Co-conspirato­rs Souvannara­th and James Gamble planned to throw Molotov cocktails into the crowd and then open fire, killing as many people as possible before turning the guns on each other. The planned attack was thwarted by police after an anonymous tip was received by Crime Stoppers, but not before Souvannara­th boarded a plane in Chicago, Ill., for Nova Scotia.

Gamble killed himself as police surrounded his Halifax-area home while Souvannara­th was arrested at the airport. A third accomplice — a local man described in court as the “cheerleade­r” of the murderous plot— was sentenced to a decade in jail.

The thousands of pages of evidence in the case show how close the bloodshed came to being carried out.

In the intended suicide note, she glorifies what she calls her “heroic longings” and says she fights “for principles, not politician­s.”

“It has always been my greatest dream to die in battle. But I do so not as a soldier, but as a murderer.”

Souvannara­th appears to reference German philosophe­r Friedrich Nietzsche, saying “my hate is beyond good and evil.”

“What morality is depends on which end of the gun you are looking at,” she says. “With a gun in my hand, I am God.”

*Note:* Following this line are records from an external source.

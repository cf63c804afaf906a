use chrono::NaiveDateTime;
use regex::Regex;
use std::collections::BTreeSet;
use std::fmt;
use std::str::FromStr;
use std::sync::OnceLock;

pub const MAX_TAGS: usize = 3;
pub const MAX_TAG_LENGTH: usize = 30;

pub const TAG_CONSTRAINTS: &str = "Tags must be a single word (no spaces) with up to 30 characters. \
Allowed: letters, numbers, and at most 2 special characters from: - . @ # _ +";

const TAG_PATTERN: &str = r"^[a-zA-Z0-9]*[\-.@#_+]?[a-zA-Z0-9]*[\-.@#_+]?[a-zA-Z0-9]*$";

pub const DEADLINE_DISPLAY_FORMAT: &str = "%Y-%m-%d %H:%M";

#[derive(thiserror::Error, Debug, Clone, PartialEq, Eq)]
pub enum ModelError {
    #[error("invalid tag '{0}': {}", TAG_CONSTRAINTS)]
    InvalidTag(String),
    #[error("{0} cannot be empty")]
    BlankField(&'static str),
    #[error("maximum number of tags per application is {}, got {0}", MAX_TAGS)]
    TooManyTags(usize),
    #[error("This job application already exists in the job book")]
    DuplicateApplication,
    #[error("The job application could not be found")]
    ApplicationNotFound,
    #[error(
        "Cannot add tags: this application would exceed {} tags (the maximum allowed). \
Please remove some tags using 'untag' before adding new ones.",
        MAX_TAGS
    )]
    TagCapacityExceeded,
    #[error("Cannot remove tags: {} not present on this application", format_names(.0))]
    TagNotFound(Vec<String>),
}

fn format_names(names: &[String]) -> String {
    names
        .iter()
        .map(|n| format!("[{}]", n))
        .collect::<Vec<_>>()
        .join("")
}

fn tag_regex() -> &'static Regex {
    static TAG_REGEX: OnceLock<Regex> = OnceLock::new();
    TAG_REGEX.get_or_init(|| Regex::new(TAG_PATTERN).expect("tag pattern is valid"))
}

/// A short, validated label attached to an application.
#[derive(Debug, Clone, PartialEq, Eq, Hash, PartialOrd, Ord)]
pub struct Tag(String);

impl Tag {
    pub fn parse(raw: &str) -> Result<Self, ModelError> {
        let name = raw.trim();
        if Self::is_valid_name(name) {
            Ok(Tag(name.to_string()))
        } else {
            Err(ModelError::InvalidTag(name.to_string()))
        }
    }

    pub fn is_valid_name(name: &str) -> bool {
        !name.is_empty() && name.chars().count() <= MAX_TAG_LENGTH && tag_regex().is_match(name)
    }

    pub fn name(&self) -> &str {
        &self.0
    }
}

impl fmt::Display for Tag {
    fn fmt(&self, f: &mut fmt::Formatter<'_>) -> fmt::Result {
        write!(f, "[{}]", self.0)
    }
}

#[derive(Debug, Clone, Copy, PartialEq, Eq, Hash)]
pub enum Status {
    Applied,
    InProgress,
    Rejected,
}

#[derive(thiserror::Error, Debug, Clone, PartialEq, Eq)]
#[error("Invalid status '{0}'. Valid values are: APPLIED, INPROGRESS, REJECTED")]
pub struct InvalidStatus(pub String);

impl Status {
    pub const ALL: [Status; 3] = [Status::Applied, Status::InProgress, Status::Rejected];

    pub fn name(self) -> &'static str {
        match self {
            Status::Applied => "APPLIED",
            Status::InProgress => "INPROGRESS",
            Status::Rejected => "REJECTED",
        }
    }
}

impl FromStr for Status {
    type Err = InvalidStatus;

    fn from_str(s: &str) -> Result<Self, Self::Err> {
        let wanted = s.trim();
        Status::ALL
            .into_iter()
            .find(|status| status.name().eq_ignore_ascii_case(wanted))
            .ok_or_else(|| InvalidStatus(wanted.to_string()))
    }
}

impl fmt::Display for Status {
    fn fmt(&self, f: &mut fmt::Formatter<'_>) -> fmt::Result {
        f.write_str(self.name())
    }
}

/// A tracked job application.
///
/// Records are values: every change builds a new record which then replaces
/// the old one in the collection. `PartialEq` is the strong equality over
/// company, role, deadline and status (tags are not compared);
/// [`JobApplication::is_same_application`] is the weaker identity check on
/// company and role that governs duplicates.
#[derive(Debug, Clone)]
pub struct JobApplication {
    company_name: String,
    role: String,
    deadline: NaiveDateTime,
    status: Status,
    tags: BTreeSet<Tag>,
}

impl PartialEq for JobApplication {
    fn eq(&self, other: &Self) -> bool {
        self.company_name == other.company_name
            && self.role == other.role
            && self.deadline == other.deadline
            && self.status == other.status
    }
}

impl Eq for JobApplication {}

impl JobApplication {
    pub fn new(
        company_name: impl Into<String>,
        role: impl Into<String>,
        deadline: NaiveDateTime,
        status: Status,
        tags: BTreeSet<Tag>,
    ) -> Result<Self, ModelError> {
        let company_name = company_name.into().trim().to_string();
        let role = role.into().trim().to_string();
        if company_name.is_empty() {
            return Err(ModelError::BlankField("company name"));
        }
        if role.is_empty() {
            return Err(ModelError::BlankField("role"));
        }
        if tags.len() > MAX_TAGS {
            return Err(ModelError::TooManyTags(tags.len()));
        }
        Ok(JobApplication {
            company_name,
            role,
            deadline,
            status,
            tags,
        })
    }

    pub fn company_name(&self) -> &str {
        &self.company_name
    }

    pub fn role(&self) -> &str {
        &self.role
    }

    pub fn deadline(&self) -> NaiveDateTime {
        self.deadline
    }

    pub fn status(&self) -> Status {
        self.status
    }

    pub fn tags(&self) -> &BTreeSet<Tag> {
        &self.tags
    }

    pub fn is_same_application(&self, other: &JobApplication) -> bool {
        self.company_name == other.company_name && self.role == other.role
    }

    pub fn has_capacity_for(&self, new_tags: &BTreeSet<Tag>) -> bool {
        self.tags.union(new_tags).count() <= MAX_TAGS
    }

    pub fn with_tags_added(&self, new_tags: &BTreeSet<Tag>) -> Result<Self, ModelError> {
        if !self.has_capacity_for(new_tags) {
            return Err(ModelError::TagCapacityExceeded);
        }
        let mut updated = self.clone();
        updated.tags.extend(new_tags.iter().cloned());
        Ok(updated)
    }

    /// Removes every tag in `to_remove`, or none of them if any is absent.
    pub fn with_tags_removed(&self, to_remove: &BTreeSet<Tag>) -> Result<Self, ModelError> {
        let missing = to_remove
            .difference(&self.tags)
            .map(|tag| tag.name().to_string())
            .collect::<Vec<_>>();
        if !missing.is_empty() {
            return Err(ModelError::TagNotFound(missing));
        }
        let mut updated = self.clone();
        updated.tags.retain(|tag| !to_remove.contains(tag));
        Ok(updated)
    }

    pub fn format_deadline(&self) -> String {
        self.deadline.format(DEADLINE_DISPLAY_FORMAT).to_string()
    }
}

impl fmt::Display for JobApplication {
    fn fmt(&self, f: &mut fmt::Formatter<'_>) -> fmt::Result {
        write!(
            f,
            "{}; Role: {}; Status: {}; Deadline: {}",
            self.company_name,
            self.role,
            self.status,
            self.format_deadline()
        )?;
        if !self.tags.is_empty() {
            f.write_str("; Tags: ")?;
            for tag in &self.tags {
                write!(f, "{}", tag)?;
            }
        }
        Ok(())
    }
}

#[cfg(test)]
pub(crate) mod tests {
    use super::*;
    use chrono::NaiveDate;

    pub(crate) fn at(y: i32, m: u32, d: u32) -> NaiveDateTime {
        NaiveDate::from_ymd_opt(y, m, d)
            .and_then(|date| date.and_hms_opt(23, 59, 0))
            .expect("valid test date")
    }

    pub(crate) fn tags(names: &[&str]) -> BTreeSet<Tag> {
        names
            .iter()
            .map(|n| Tag::parse(n).expect("valid test tag"))
            .collect()
    }

    pub(crate) fn app(company: &str, role: &str, deadline: NaiveDateTime) -> JobApplication {
        JobApplication::new(company, role, deadline, Status::Applied, BTreeSet::new())
            .expect("valid test application")
    }

    #[test]
    fn tag_accepts_words_with_up_to_two_specials() {
        for name in ["python", "6-Month", "c++", "on-site", "a.b@c", "Remote2025"] {
            assert!(Tag::parse(name).is_ok(), "{name} should be valid");
        }
    }

    #[test]
    fn tag_rejects_whitespace_symbols_and_overlong_names() {
        for name in ["", "   ", "two words", "a-b-c-d", "wow!", "++a++"] {
            assert!(Tag::parse(name).is_err(), "{name:?} should be invalid");
        }
        assert!(Tag::parse(&"a".repeat(30)).is_ok());
        assert!(Tag::parse(&"a".repeat(31)).is_err());
    }

    #[test]
    fn tag_name_is_trimmed() {
        assert_eq!(Tag::parse("  intern ").unwrap(), Tag::parse("intern").unwrap());
        assert_eq!(Tag::parse("intern").unwrap().to_string(), "[intern]");
    }

    #[test]
    fn status_parses_case_insensitively() {
        assert_eq!("applied".parse::<Status>().unwrap(), Status::Applied);
        assert_eq!("InProgress".parse::<Status>().unwrap(), Status::InProgress);
        assert_eq!(" REJECTED ".parse::<Status>().unwrap(), Status::Rejected);
        assert!("pending".parse::<Status>().is_err());
    }

    #[test]
    fn blank_identity_fields_are_rejected() {
        let err = JobApplication::new(" ", "SWE", at(2025, 1, 1), Status::Applied, BTreeSet::new());
        assert_eq!(err, Err(ModelError::BlankField("company name")));
        let err = JobApplication::new("Google", "", at(2025, 1, 1), Status::Applied, BTreeSet::new());
        assert_eq!(err, Err(ModelError::BlankField("role")));
    }

    #[test]
    fn more_than_three_tags_are_rejected() {
        let err = JobApplication::new(
            "Google",
            "SWE",
            at(2025, 1, 1),
            Status::Applied,
            tags(&["a", "b", "c", "d"]),
        );
        assert_eq!(err, Err(ModelError::TooManyTags(4)));
    }

    #[test]
    fn weak_equality_ignores_data_fields() {
        let a = app("Google", "SWE", at(2025, 12, 31));
        let b = JobApplication::new("Google", "SWE", at(2026, 1, 1), Status::Rejected, tags(&["x"]))
            .unwrap();
        assert!(a.is_same_application(&b));
        assert_ne!(a, b);
        assert!(!a.is_same_application(&app("Google", "Backend", at(2025, 12, 31))));
    }

    #[test]
    fn strong_equality_ignores_tags() {
        let plain = app("Google", "SWE", at(2025, 12, 31));
        let tagged = plain.with_tags_added(&tags(&["remote"])).unwrap();
        assert_eq!(plain, tagged);
        let rejected =
            JobApplication::new("Google", "SWE", at(2025, 12, 31), Status::Rejected, tags(&[]))
                .unwrap();
        assert_ne!(plain, rejected);
    }

    #[test]
    fn adding_tags_beyond_capacity_fails() {
        let base = app("Google", "SWE", at(2025, 12, 31))
            .with_tags_added(&tags(&["a", "b"]))
            .unwrap();
        assert_eq!(
            base.with_tags_added(&tags(&["c", "d"])),
            Err(ModelError::TagCapacityExceeded)
        );
        // overlapping tags count once
        let full = base.with_tags_added(&tags(&["a", "c"])).unwrap();
        assert_eq!(full.tags(), &tags(&["a", "b", "c"]));
        assert_eq!(base.tags(), &tags(&["a", "b"]));
    }

    #[test]
    fn removing_tags_is_all_or_nothing() {
        let base = app("Google", "SWE", at(2025, 12, 31))
            .with_tags_added(&tags(&["java", "remote"]))
            .unwrap();
        assert_eq!(
            base.with_tags_removed(&tags(&["java", "python"])),
            Err(ModelError::TagNotFound(vec!["python".to_string()]))
        );
        let trimmed = base.with_tags_removed(&tags(&["java"])).unwrap();
        assert_eq!(trimmed.tags(), &tags(&["remote"]));
    }

    #[test]
    fn display_includes_tags() {
        let job = app("Meta", "Backend", at(2025, 11, 30))
            .with_tags_added(&tags(&["rust"]))
            .unwrap();
        assert_eq!(
            job.to_string(),
            "Meta; Role: Backend; Status: APPLIED; Deadline: 2025-11-30 23:59; Tags: [rust]"
        );
    }
}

The American also equates love with weakness, saying it softens the spirit while “hate sharpens the mind.”

“In all my twenty-three years of life, I have never learned to love another person,” she says. “I receive love, but it passes through me like water through a sieve.”

She writes about the “wonder of isolation” and severing bonds with humanity to be “free from empathy.”

Souvannara­th, now 26, has been held at the Central Nova Scotia Correction­al facility in a Halifax-area industrial park since her arrest three years ago.

During her incarcerat­ion, a prison guard found this scrawled on the back of a Sudoku puzzle in Souvannara­th’s cell: “It is a strange feeling to meet someone and almost immediatel­y know that you ought to die with them.”